Sylt. Die Kult-Krimireihe „Nord Nord Mord“ ist untrennbar mit der rauen Schönheit Sylts verbunden. Doch während Kommissar Feldmann, Hinnerk und Ina Behrendsen im Fernsehen Morde lösen, steckt hinter den Kulissen eine immense logistische Meisterleistung. Wir trafen den Motivaufnahmeleiter und Location Scout der Produktion, um uns direkt am Hauptstrand von Westerland ein Bild vom Drehalltag im kalten November zu machen.
🌊 Wenn der Strand zum Tatort wird
Der Hauptstrand ist für viele Sylt-Besucher der Inbegriff von Erholung, doch für das Team von „Nord Nord Mord“ wird er zum komplexen Drehort. Der Motivaufnahmeleiter ist die zentrale Figur, die sicherstellt, dass die Vision des Regisseurs mit den Realitäten der Insel, dem Wetter und den strengen Auflagen in Einklang gebracht wird.
Die Herausforderung im November ist dabei immens: Die Kälte und der oft peitschende Wind fordern nicht nur die Schauspieler, sondern auch das gesamte technische Equipment heraus. Die Aufnahmen am Hauptstrand erfordern präzise Planung, um Lichtverhältnisse und Gezeiten optimal zu nutzen. Bei der Gelegenheit wurden wir gefragt, ob wir nicht jemanden kennen der die Wasserleiche spielen möchte. Die Rolle ist aber dann schnell vergeben worden, wie sich einen Tag später herausstellte.
🗺️ Der Motivaufnahmeleiter: Logistik-Genie und Insel-Vermittler
Die Aufgabe des Motivaufnahmeleiters beginnt lange, bevor die erste Klappe fällt. Als Location Scout ist er dafür verantwortlich, die im Drehbuch geforderten Schauplätze zu finden – vom unheimlichen Reetdachhaus bis zum glamourösen Sylter Hotel. Die Herausforderung dabei: Diese Drehorte müssen nicht nur visuell überzeugen, sondern auch logistisch erreichbar und für das Filmteam nutzbar sein.
Gerade auf Sylt ist die Kooperation mit den lokalen Instanzen entscheidend. Hier zeigt sich die Expertise des Motivaufnahmeleiters: Er ist der Vermittler zwischen der Filmproduktion und den Behörden, dem Insel Sylt Tourismus-Service und den Privatbesitzern.
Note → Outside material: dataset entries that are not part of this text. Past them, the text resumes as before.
#![cfg_attr(feature = "fail-on-warnings", deny(warnings))]
#![warn(clippy::all, clippy::pedantic, clippy::nursery, clippy::cargo)]
#![allow(clippy::multiple_crate_versions, clippy::cargo_common_metadata)]

//! Feature enrichment pipeline for shooting incident records.
//!
//! Converts raw CSV rows into [`EnrichedIncident`]s through a fixed
//! sequence of pure stages: date/time normalization, time-derived
//! feature computation, outcome/indicator features, and the configurable
//! missing-district policy. The pipeline is all-or-nothing: a single
//! unparseable date or time aborts enrichment, because a silently
//! skipped record would distort every downstream aggregation.

use chrono::{Datelike, NaiveDate, NaiveDateTime, NaiveTime, Timelike};
use shotmap_models::{
    DistrictPolicy, EnrichedIncident, RawIncident, SENTINEL_DISTRICT, VictimOutcome, day_name,
    month_name,
};
use thiserror::Error;

/// Errors that can occur during enrichment.
#[derive(Debug, Error)]
pub enum PipelineError {
    /// A record's date or time field could not be parsed.
    #[error("record {objectid}: could not parse {field} value '{value}'")]
    Parse {
        /// Primary key of the offending record.
        objectid: i64,
        /// Name of the unparseable field.
        field: &'static str,
        /// The raw value that failed to parse.
        value: String,
    },
}

/// Parses an incident date as a timezone-naive calendar date.
///
/// The upstream export has emitted several shapes over time: a bare
/// date, an ISO datetime with optional fractional seconds, and an RFC
/// 3339 datetime with a `Z` suffix. Any timezone information is
/// discarded.
#[must_use]
pub fn parse_incident_date(s: &str) -> Option<NaiveDate> {
    if let Ok(date) = NaiveDate::parse_from_str(s, "%Y-%m-%d") {
        return Some(date);
    }
    if let Ok(dt) = NaiveDateTime::parse_from_str(s, "%Y-%m-%dT%H:%M:%S%.f") {
        return Some(dt.date());
    }
    if let Ok(dt) = NaiveDateTime::parse_from_str(s, "%Y-%m-%d %H:%M:%S%.f") {
        return Some(dt.date());
    }
    if let Ok(dt) = chrono::DateTime::parse_from_rfc3339(s) {
        return Some(dt.naive_utc().date());
    }
    None
}

/// Parses an incident time of day from the export's fixed `HH:MM:SS`
/// pattern.
#[must_use]
pub fn parse_incident_time(s: &str) -> Option<NaiveTime> {
    NaiveTime::parse_from_str(s, "%H:%M:%S").ok()
}

/// Converts the export's float-typed district code to an integer code.
/// Returns `None` for missing, non-integral, or out-of-range values.
fn district_code(dist: Option<f64>) -> Option<u16> {
    let code = dist?;
    if code.is_finite() && code >= 0.0 && code.fract() == 0.0 && code <= f64::from(u16::MAX) {
        #[allow(clippy::cast_possible_truncation, clippy::cast_sign_loss)]
        Some(code as u16)
    } else {
        None
    }
}

/// Enriches one raw record. Fails if the date or time cannot be parsed;
/// returns `Ok(None)` when the record has no district and the policy is
/// [`DistrictPolicy::Drop`].
fn enrich_one(
    raw: &RawIncident,
    policy: DistrictPolicy,
) -> Result<Option<EnrichedIncident>, PipelineError> {
    let date = parse_incident_date(&raw.date).ok_or_else(|| PipelineError::Parse {
        objectid: raw.objectid,
        field: "date_",
        value: raw.date.clone(),
    })?;
    let time = parse_incident_time(&raw.time).ok_or_else(|| PipelineError::Parse {
        objectid: raw.objectid,
        field: "time",
        value: raw.time.clone(),
    })?;

    let dist = match district_code(raw.dist) {
        Some(code) => code,
        None => match policy {
            DistrictPolicy::Drop => return Ok(None),
            DistrictPolicy::Impute => SENTINEL_DISTRICT,
        },
    };

    let outcome = VictimOutcome::from_fatal_flag(raw.fatal);

    #[allow(clippy::cast_possible_truncation)]
    Ok(Some(EnrichedIncident {
        objectid: raw.objectid,
        date,
        time,
        dist,
        age: raw.age,
        lat: raw.lat,
        lng: raw.lng,
        year: date.year(),
        weekday: date.weekday().num_days_from_monday() as u8,
        week_no: date.iso_week().week() as u8,
        month: date.month() as u8,
        month_name: month_name(date.month() as u8),
        day_name: day_name(date.weekday().num_days_from_monday() as u8),
        day: date.day() as u8,
        hour: time.hour() as u8,
        victim_outcome: outcome,
        non_fatal: u8::from(outcome == VictimOutcome::NonFatal),
        shooting_incidents: 1,
    }))
}

/// Runs the full enrichment pipeline over a raw record set.
///
/// Output row count is at most the input count, and exactly equal under
/// [`DistrictPolicy::Impute`]. The returned records are never mutated
/// again; filter and aggregation layers only read them.
///
/// # Errors
///
/// Returns [`PipelineError::Parse`] if any record's date or time cannot
/// be parsed. There is no valid enriched state to serve queries from a
/// partially parsed dataset, so the whole pipeline aborts.
pub fn enrich_incidents(
    rows: Vec<RawIncident>,
    policy: DistrictPolicy,
) -> Result<Vec<EnrichedIncident>, PipelineError> {
    let input_count = rows.len();
    let mut enriched = Vec::with_capacity(input_count);

    for raw in &rows {
        if let Some(record) = enrich_one(raw, policy)? {
            enriched.push(record);
        }
    }

    let dropped = input_count - enriched.len();
    if dropped > 0 {
        log::info!("enrichment dropped {dropped} of {input_count} records with missing district");
    }
    log::info!("enriched {} incident records (policy: {policy})", enriched.len());

    Ok(enriched)
}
Nur dank dieser engen und oft langjährigen Zusammenarbeit lassen sich Schlüsselstellen – wie die Sperrung einer Straße, die Nutzung öffentlicher Flächen am Strand oder die Simulation polizeilicher Ermittlungen – überhaupt realisieren.
🎭 Authentizität dank Zusammenarbeit
Wie wir bereits thematisiert haben, ist die Authentizität ein hohes Gut. Auch wenn die Polizei kein Mitspracherecht bei den fiktiven Mordfällen hat, ist sie bei der Logistik und der realistischen Darstellung von Einsatzszenen unentbehrlich. Die reibungslose Kooperation mit den Sylter Stellen ist daher nicht nur eine logistische Notwendigkeit, sondern sichert die Glaubwürdigkeit der Serie.
Die Aufnahmen am windigen Hauptstrand von Westerland sind ein eindrückliches Zeugnis für den Aufwand, der betrieben wird, um die beliebte Krimireihe in Szene zu setzen. Sie beweisen: Das Sylter Lebensgefühl und die düstere Krimi-Atmosphäre entstehen nur durch akribische Planung und einen starken Teamgeist, der selbst dem Novemberwind trotzt.